Identifying Duplicate Customers (Part 1)

In this article I will begin discuss some of the detailed issues that you must consider in relation to implementing a Single Customer View solution. Whether you are a business considering embarking on an implementation, whether you already have a solution but it is not providing the benefits expected, or maybe you are a Single Customer View solution provider I hope that this and future articles will be of value. As a minimum these articles should provide food for thought and may well spark some debate.

Note that throughout this and future articles I will be using examples of person data. These are totally fictitious. Any resemblance to real people living or deceased is purely coincidental.

What are Duplicates?

Let’s just remind ourselves on what we mean by the term “duplicates”:-

  • Duplicates are where we have multiple digital representations of the same real world entity.

For the purpose of this article, the real world entity that we are interested in is the customer. And my definition of a customer entity is that of an individual person. You. Me. Your sibling. An entity of which there is and will always be only one of in the whole world.

Attributes of a person.

In my experience the person attributes that you are most likely to have at your disposal  for identifying an individual are :-

  • Surname e.g. Smith
  • Forename 1 e.g. John
  • Date of birth e.g. 05/07/1989
  • 1st Initial e.g. J
  • 2nd Forename e.g. Peter
  • 2nd Initial e.g. P
  • Title e.g. Mr
  • Gender e.g. Male

I have ranked these in an order of importance, likelihood of being captured, discriminating power though it has to be said that this is more of a “vanilla” list and different businesses may have different views on what is available and how important each is. This is a subject that can spark much debate. I am deliberately ignoring bio-metrics / facial recognition for obvious reasons.

Nevertheless the 8 elements above would  yield 256 different combinations of elements. Though of course some are very (hopefully) unlikely to be encountered – why would you have a gender only and nothing else!? And some elements would effectively be redundant – if you have a full forename then you don’t really need the corresponding initial.

But I feel it is important to go into this level of detail when planning a Single Customer View solution as it will focus minds on what is important.

Of course even the best quality name data cannot guarantee uniqueness. How many “Mr John Peter Smith”s born on 5th July 1989 are there in the country / world. Likely more than one. So when searching for duplicates within a data set it is normal to reduce the search to likely candidates. Candidates for matching might be those person records with the same postal address, same mobile phone number or even the same email address.
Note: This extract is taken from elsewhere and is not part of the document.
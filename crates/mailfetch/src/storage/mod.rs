//! On-disk persistence of attachments.

pub mod attachments;

pub use attachments::{AttachmentStore, SavedAttachment};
Even the use of candidate criteria cannot absolutely guarantee uniqueness, particularly when incomplete data comes into the equation. But in reality, and under the guise of “best endeavours” all Single Customer View solutions will use some form of “pre-matching” in order to reduce the number of candidate matches to a manageable number and to provide the level of confidence that acceptable matches do in fact represent the same real world person.

Quality of Match vs Quality of Data.

For the purpose of this discussion, I am going to assume that all examples used are suitable candidate matches in that the subjects reside at the same postal address.

Record Title Forename Initial Surname DoB
A Mr John P Smith 05/07/1989
B Mr John P Smith 05/07/1989

In this example, there are no differences between records A and B. By anybody’s standards this is a good match. You would be confident in saying that record A and record B belonged to the same real world entity.

Now consider this example.

Record Title Forename Initial Surname DoB
A Mr J  Smith
B Mr J  Smith

In this case, the quality of the match is the same as the previous example. All the elements present in record A are also present in record B. In matching terms it is a perfect match.  The problem is that the quality of the data does not provide the same level of confidence that record A and record B belong to the same person.

If you are a business embarking on a Single Customer View implementation, it is vital that you establish with your solution provider how they deal with such data quality issues.

And as a business the single most important thing that you can do to maximise success is to tackle data quality.

As we will see in future articles there can be many undesirable and unexpected outcomes related to how matching software / algorithms make their decisions and how the combinations of data and even the sequencing of decision making can lead to less than optimal results.

And lets face it, you may never achieve perfect data quality across all data sources. So understanding the impact of the complex relationship between matching algorithms, data / software architecture and data quality is not to be underestimated.